Assigned task » From the first line through the one containing "a custom configuration.", restate the listing word for word, and give no other lines.

:: Source data ::

//! Weighted ranking of icon records against a query.

use std::time::Instant;

use crate::config::SearchConfig;
use crate::fuzzy::FuzzyMatcher;
use crate::record::{MatchedField, Record, ScoredRecord};

/// Ranks records by name, alias and category similarity.
///
/// Each call is an independent evaluation over the records passed in;
/// nothing is cached between queries.
#[derive(Debug, Default)]
pub struct Matcher {
    fuzzy: FuzzyMatcher,
    config: SearchConfig,
}

impl Matcher {
    /// Creates a matcher with the default configuration.
    pub fn new() -> Self {
        Self::default()
    }

    /// Creates a matcher with a custom configuration.
    pub fn with_config(config: SearchConfig) -> Self {
        Self {
            fuzzy: FuzzyMatcher::new(),
            config,
        }
    }

    /// Returns the active configuration.
    pub fn config(&self) -> &SearchConfig {
        &self.config
    }

    /// Returns the records matching `query`, best first.
    ///
    /// A blank query returns the first `empty_query_limit` records in
    /// input order.
    pub fn search<'a>(&mut self, records: &'a [Record], query: &str) -> Vec<&'a Record> {
        self.search_scored(records, query)
            .into_iter()
            .map(|scored| scored.record)
            .collect()
    }

    /// Like [`Matcher::search`], keeping scores and the winning field.
    ///
    /// Records returned for a blank query are unscored.
    pub fn search_scored<'a>(
        &mut self,
        records: &'a [Record],
        query: &str,
    ) -> Vec<ScoredRecord<'a>> {
        self.rank(records, query)
            .into_iter()
            .map(|(_, scored)| scored)
            .collect()
    }

    /// Like [`Matcher::search`], returning positions in `records`.
    pub fn search_indices(&mut self, records: &[Record], query: &str) -> Vec<usize> {
        self.rank(records, query)
            .into_iter()
            .map(|(idx, _)| idx)
            .collect()
    }

    fn rank<'a>(
        &mut self,
        records: &'a [Record],
        query: &str,
    ) -> Vec<(usize, ScoredRecord<'a>)> {
        let query = query.trim();
        if query.is_empty() {
            return records
                .iter()
                .take(self.config.empty_query_limit)
                .map(ScoredRecord::unscored)
                .enumerate()
                .collect();
        }

        let start = Instant::now();
        let min_score = self.config.min_score;
        let limit = self.config.result_limit;

        let mut results: Vec<(usize, ScoredRecord<'a>)> = records
            .iter()
            .enumerate()
            .map(|(idx, record)| (idx, self.score_record(record, query)))
            .filter(|(_, scored)| scored.score > min_score)
            .collect();

        let matched = results.len();

        // sort_by is stable: equal scores keep input order
        results.sort_by(|a, b| b.1.score.total_cmp(&a.1.score));
        results.truncate(limit);

        tracing::debug!(
            "Query '{}' matched {} of {} records in {:?}",
            query,
            matched,
            records.len(),
            start.elapsed()
        );

        results
    }

    /// Scores one record against `query`.
    ///
    /// The winning field is the first of name, alias, category to reach
    /// the maximum weighted score.
    pub fn score_record<'a>(&mut self, record: &'a Record, query: &str) -> ScoredRecord<'a> {
        let name_score = self.fuzzy.similarity(&record.name, query) * self.config.name_weight;
        let mut best = ScoredRecord::new(record, name_score, MatchedField::Name, &record.name);

        let alias_weight = self.config.alias_weight;
        if let Some((score, text)) = self.best_of(&record.aliases, query, alias_weight)
            && score > best.score
        {
            best = ScoredRecord::new(record, score, MatchedField::Alias, text);
        }

        let category_weight = self.config.category_weight;
        if let Some((score, text)) = self.best_of(&record.categories, query, category_weight)
            && score > best.score
        {
            best = ScoredRecord::new(record, score, MatchedField::Category, text);
        }

        best
    }

    /// Returns character indices of `query` within the winning text.
    pub fn highlight(&mut self, scored: &ScoredRecord<'_>, query: &str) -> Vec<usize> {
        self.fuzzy.indices(scored.matched_text, query)
    }

    /// Best weighted similarity among `candidates`; the first one wins ties.
    fn best_of<'a>(
        &mut self,
        candidates: &'a [String],
        query: &str,
        weight: f64,
    ) -> Option<(f64, &'a str)> {
        let mut best: Option<(f64, &'a str)> = None;

        for candidate in candidates {
            let score = self.fuzzy.similarity(candidate, query) * weight;
            match best {
                Some((best_score, _)) if score <= best_score => {}
                _ => best = Some((score, candidate.as_str())),
            }
        }

        best
    }
}
//! Ranking property tests for iconpal-search.
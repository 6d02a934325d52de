//! Line-based palette session.
//!
//! Each input line replaces the query, like typing into the dialog.
//! `:open N` jumps to result N, `:q` quits.

use std::io::{BufRead, Write};
use std::process::ExitCode;

use anyhow::{Context, Result};
use clap::Args;

use iconpal_search::{Catalog, Navigator, PaletteResult, PaletteState, SearchConfig};

/// Arguments for the interactive command.
#[derive(Debug, Args)]
pub struct InteractiveArgs {
    /// Do not print the prompt
    #[arg(long)]
    pub quiet: bool,
}

/// Prints routes to stdout in place of a browser router.
struct StdoutNavigator;

impl Navigator for StdoutNavigator {
    fn navigate(&mut self, route: &str) -> PaletteResult<()> {
        println!("-> {}", route);
        Ok(())
    }
}

enum Input<'a> {
    Quit,
    Open(usize),
    Query(&'a str),
}

fn parse_line(line: &str) -> Input<'_> {
    let trimmed = line.trim();
    if trimmed == ":q" || trimmed == ":quit" {
        return Input::Quit;
    }
    if let Some(rest) = trimmed.strip_prefix(":open")
        && let Ok(n) = rest.trim().parse::<usize>()
    {
        return Input::Open(n);
    }
    Input::Query(line)
}

fn print_results(state: &PaletteState) {
    let results = state.results();
    if results.is_empty() {
        println!("  (no matches)");
        return;
    }
    for (i, record) in results.iter().enumerate() {
        println!("{:>3}. {}", i + 1, record.name);
    }
}

pub fn run(catalog: Catalog, config: SearchConfig, args: &InteractiveArgs) -> Result<ExitCode> {
    let mut state = PaletteState::with_config(catalog, config);
    let mut navigator = StdoutNavigator;
    state.open();

    let stdin = std::io::stdin();
    let mut stdout = std::io::stdout();

    if !args.quiet {
        print_results(&state);
    }

    loop {
        if !args.quiet {
            print!("> ");
            stdout.flush().context("Failed to flush stdout")?;
        }

        let mut line = String::new();
        if stdin
            .lock()
            .read_line(&mut line)
            .context("Failed to read from stdin")?
            == 0
        {
            break;
        }

        match parse_line(line.trim_end_matches(['\n', '\r'])) {
            Input::Quit => break,
            Input::Open(n) => {
                if n == 0 || !state.select(n - 1) {
                    println!("  no result #{}", n);
                    continue;
                }
                state.confirm(&mut navigator)?;
                // Keep the session going with a fresh palette
                state.open();
            }
            Input::Query(query) => {
                state.set_query(query);
                print_results(&state);
            }
        }
    }

    Ok(ExitCode::SUCCESS)
}
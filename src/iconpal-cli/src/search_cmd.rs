//! One-shot commands: search, open and list.

use std::process::ExitCode;

use anyhow::Result;
use clap::Args;
use serde::Serialize;

use iconpal_search::{Catalog, Matcher, Record, ScoredRecord, SearchConfig, icon_route};

/// Arguments for the search command.
#[derive(Debug, Args)]
pub struct SearchArgs {
    /// Query words (joined with spaces)
    #[arg(value_name = "QUERY", num_args = 0..)]
    pub query: Vec<String>,

    /// Output as JSON
    #[arg(long)]
    pub json: bool,

    /// Show score and matched field
    #[arg(long)]
    pub scores: bool,

    /// Override the maximum number of ranked results (an empty query
    /// still lists the configured number of icons)
    #[arg(long)]
    pub limit: Option<usize>,
}

/// Arguments for the open command.
#[derive(Debug, Args)]
pub struct OpenArgs {
    /// Query words (joined with spaces)
    #[arg(value_name = "QUERY", required = true, num_args = 1..)]
    pub query: Vec<String>,
}

/// Arguments for the list command.
#[derive(Debug, Args)]
pub struct ListArgs {
    /// Output as JSON
    #[arg(long)]
    pub json: bool,
}

/// One search result, as printed or serialized.
#[derive(Debug, Serialize)]
struct ResultRow<'a> {
    name: &'a str,
    route: String,
    score: f64,
    matched_field: &'static str,
    matched_text: &'a str,
}

impl<'a> ResultRow<'a> {
    fn new(scored: &ScoredRecord<'a>, route_prefix: &str) -> Self {
        Self {
            name: &scored.record.name,
            route: icon_route(route_prefix, &scored.record.name),
            score: scored.score,
            matched_field: scored.matched_field.label(),
            matched_text: scored.matched_text,
        }
    }
}

/// Ranks the catalog for `args`, applying a `--limit` override.
fn search_rows<'a>(
    catalog: &'a Catalog,
    mut config: SearchConfig,
    args: &SearchArgs,
) -> Result<Vec<ResultRow<'a>>> {
    if let Some(limit) = args.limit {
        config.result_limit = limit;
        config.validate()?;
    }

    let query = args.query.join(" ");
    let route_prefix = config.route_prefix.clone();
    let mut matcher = Matcher::with_config(config);

    Ok(matcher
        .search_scored(catalog.records(), &query)
        .iter()
        .map(|scored| ResultRow::new(scored, &route_prefix))
        .collect())
}

/// Route of the best match, if anything matches.
fn open_route(catalog: &Catalog, config: SearchConfig, query: &str) -> Option<String> {
    let route_prefix = config.route_prefix.clone();
    let mut matcher = Matcher::with_config(config);

    matcher
        .search(catalog.records(), query)
        .first()
        .map(|record| icon_route(&route_prefix, &record.name))
}

fn list_line(record: &Record) -> String {
    let mut line = record.name.clone();
    if !record.aliases.is_empty() {
        line.push_str(&format!("  aka {}", record.aliases.join(", ")));
    }
    if !record.categories.is_empty() {
        line.push_str(&format!("  [{}]", record.categories.join(", ")));
    }
    line
}

pub fn run_search(catalog: &Catalog, config: SearchConfig, args: &SearchArgs) -> Result<ExitCode> {
    let rows = search_rows(catalog, config, args)?;

    if args.json {
        println!("{}", serde_json::to_string_pretty(&rows)?);
        return Ok(ExitCode::SUCCESS);
    }

    if rows.is_empty() {
        println!("No icons match '{}'", args.query.join(" "));
        return Ok(ExitCode::SUCCESS);
    }

    for (i, row) in rows.iter().enumerate() {
        if args.scores {
            println!(
                "{:>2}. {:<32} {:.3}  {} ({})",
                i + 1,
                row.name,
                row.score,
                row.matched_field,
                row.matched_text
            );
        } else {
            println!("{:>2}. {}", i + 1, row.name);
        }
    }

    Ok(ExitCode::SUCCESS)
}

pub fn run_open(catalog: &Catalog, config: SearchConfig, args: &OpenArgs) -> Result<ExitCode> {
    let query = args.query.join(" ");

    match open_route(catalog, config, &query) {
        Some(route) => {
            println!("{}", route);
            Ok(ExitCode::SUCCESS)
        }
        None => {
            tracing::warn!("No icons match '{}'", query);
            Ok(ExitCode::FAILURE)
        }
    }
}

pub fn run_list(catalog: &Catalog, args: &ListArgs) -> Result<ExitCode> {
    if args.json {
        println!("{}", serde_json::to_string_pretty(catalog.records())?);
        return Ok(ExitCode::SUCCESS);
    }

    for record in catalog.records() {
        println!("{}", list_line(record));
    }

    Ok(ExitCode::SUCCESS)
}
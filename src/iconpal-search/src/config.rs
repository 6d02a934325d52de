//! Configuration types for icon search.

use std::path::Path;

use serde::Deserialize;

use crate::error::{PaletteError, PaletteResult};

/// Configuration for ranking and navigation.
#[derive(Debug, Clone, PartialEq, Deserialize)]
#[serde(default)]
pub struct SearchConfig {
    /// Number of records shown, unscored, for an empty query.
    pub empty_query_limit: usize,

    /// Maximum number of ranked results.
    pub result_limit: usize,

    /// Records must score strictly above this to be returned.
    pub min_score: f64,

    /// Multiplier applied to the name similarity.
    pub name_weight: f64,

    /// Multiplier applied to the best alias similarity.
    pub alias_weight: f64,

    /// Multiplier applied to the best category similarity.
    pub category_weight: f64,

    /// Route prefix for icon detail pages.
    pub route_prefix: String,
}

impl Default for SearchConfig {
    fn default() -> Self {
        Self {
            empty_query_limit: 8,
            result_limit: 20,
            min_score: 0.3,
            name_weight: 2.0,
            alias_weight: 1.8,
            category_weight: 1.0,
            route_prefix: "/icons".to_string(),
        }
    }
}

impl SearchConfig {
    /// Creates a builder for constructing a configuration.
    pub fn builder() -> SearchConfigBuilder {
        SearchConfigBuilder::new()
    }

    /// Loads and validates a configuration from a TOML file.
    ///
    /// Missing keys fall back to their defaults.
    pub fn load(path: impl AsRef<Path>) -> PaletteResult<Self> {
        let path = path.as_ref();
        let content =
            std::fs::read_to_string(path).map_err(|e| PaletteError::read_file(path, e))?;
        let config = Self::from_toml(&content)?;
        tracing::debug!("Loaded search config from {}", path.display());
        Ok(config)
    }

    /// Parses and validates a configuration from TOML text.
    pub fn from_toml(content: &str) -> PaletteResult<Self> {
        let config: Self = toml::from_str(content)?;
        config.validate()?;
        Ok(config)
    }

    /// Checks that limits are non-zero and weights are usable.
    pub fn validate(&self) -> PaletteResult<()> {
        if self.empty_query_limit == 0 {
            return Err(PaletteError::invalid_config(
                "empty_query_limit",
                "must be greater than zero",
            ));
        }
        if self.result_limit == 0 {
            return Err(PaletteError::invalid_config(
                "result_limit",
                "must be greater than zero",
            ));
        }

        for (field, weight) in [
            ("name_weight", self.name_weight),
            ("alias_weight", self.alias_weight),
            ("category_weight", self.category_weight),
        ] {
            if !weight.is_finite() || weight < 0.0 {
                return Err(PaletteError::invalid_config(
                    field,
                    format!("must be a non-negative number, got {}", weight),
                ));
            }
        }

        if !self.min_score.is_finite() || self.min_score < 0.0 {
            return Err(PaletteError::invalid_config(
                "min_score",
                format!("must be a non-negative number, got {}", self.min_score),
            ));
        }

        if !self.route_prefix.starts_with('/') {
            return Err(PaletteError::invalid_config(
                "route_prefix",
                "must start with '/'",
            ));
        }

        Ok(())
    }
}

/// Builder for creating `SearchConfig` instances.
#[derive(Debug, Default)]
pub struct SearchConfigBuilder {
    config: SearchConfig,
}

impl SearchConfigBuilder {
    /// Creates a new builder with default values.
    pub fn new() -> Self {
        Self::default()
    }

    /// Sets the number of records shown for an empty query.
    pub fn empty_query_limit(mut self, limit: usize) -> Self {
        self.config.empty_query_limit = limit;
        self
    }

    /// Sets the maximum number of ranked results.
    pub fn result_limit(mut self, limit: usize) -> Self {
        self.config.result_limit = limit;
        self
    }

    /// Sets the minimum score threshold.
    pub fn min_score(mut self, score: f64) -> Self {
        self.config.min_score = score;
        self
    }

    /// Sets the name, alias and category weights.
    pub fn weights(mut self, name: f64, alias: f64, category: f64) -> Self {
        self.config.name_weight = name;
        self.config.alias_weight = alias;
        self.config.category_weight = category;
        self
    }

    /// Sets the route prefix for icon pages.
    pub fn route_prefix(mut self, prefix: impl Into<String>) -> Self {
        self.config.route_prefix = prefix.into();
        self
    }

    /// Builds the configuration.
    pub fn build(self) -> SearchConfig {
        self.config
    }
}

:::

Answer section »
//! Weighted ranking of icon records against a query.

use std::time::Instant;

use crate::config::SearchConfig;
use crate::fuzzy::FuzzyMatcher;
use crate::record::{MatchedField, Record, ScoredRecord};

/// Ranks records by name, alias and category similarity.
///
/// Each call is an independent evaluation over the records passed in;
/// nothing is cached between queries.
#[derive(Debug, Default)]
pub struct Matcher {
    fuzzy: FuzzyMatcher,
    config: SearchConfig,
}

impl Matcher {
    /// Creates a matcher with the default configuration.
    pub fn new() -> Self {
        Self::default()
    }

    /// Creates a matcher with a custom configuration.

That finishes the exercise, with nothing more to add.